For any company engaged in the delivery of goods, of course, the key issue is the calculation of the optimal way of moving goods from warehouses to the consumer. IT-Commune is ready to share the story of integrating the cartographic service with Dynamics AX.

The customer is a small delivery service from Germany. The task of the project was to reduce the cost of delivering goods, specialists had to develop a service that would calculate the path from the closest to the consumer warehouse to the delivery address. An additional requirement was to minimize the costs of this service.

IT-Commune specialists considered customer’s requirements and made a thorough analysis of the map services that were used to calculate the route, among which the Bing Maps service developed by Microsoft was chosen for integration.

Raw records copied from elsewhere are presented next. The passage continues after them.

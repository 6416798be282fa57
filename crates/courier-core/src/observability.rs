use serde::{Deserialize, Serialize};

/// Broker-side view of where jobs are.
#[derive(Debug, Clone, Default, PartialEq, Eq, Serialize, Deserialize)]
pub struct QueueCounts {
    pub ready: usize,
    pub leased: usize,
    pub retry_scheduled: usize,
    pub acked: usize,
    pub dead: usize,
}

To solve the problem, the developers created a special key on the Bing Maps service (api), this key was saved in the ERP system, then rest api requests were made using zip codes of the warehouse address and delivery address from the Bing Maps service to calculate the shortest route. The mechanism of operation was that the program calculated the distance from the delivery point to all available warehouses and selected the shortest one.

Thus, the company needed a basic mechanism for organizing logistics, requiring minimal costs in use. IT-Commune specialists offered integration with the Bing Maps service, it allows to make up to 10,000 requests per month for free, which fully met the company’s requirements. The task was solved within a week. In future, the solution suggested by the IT-Commune specialists can also be optimized using WMS at the customer’s request.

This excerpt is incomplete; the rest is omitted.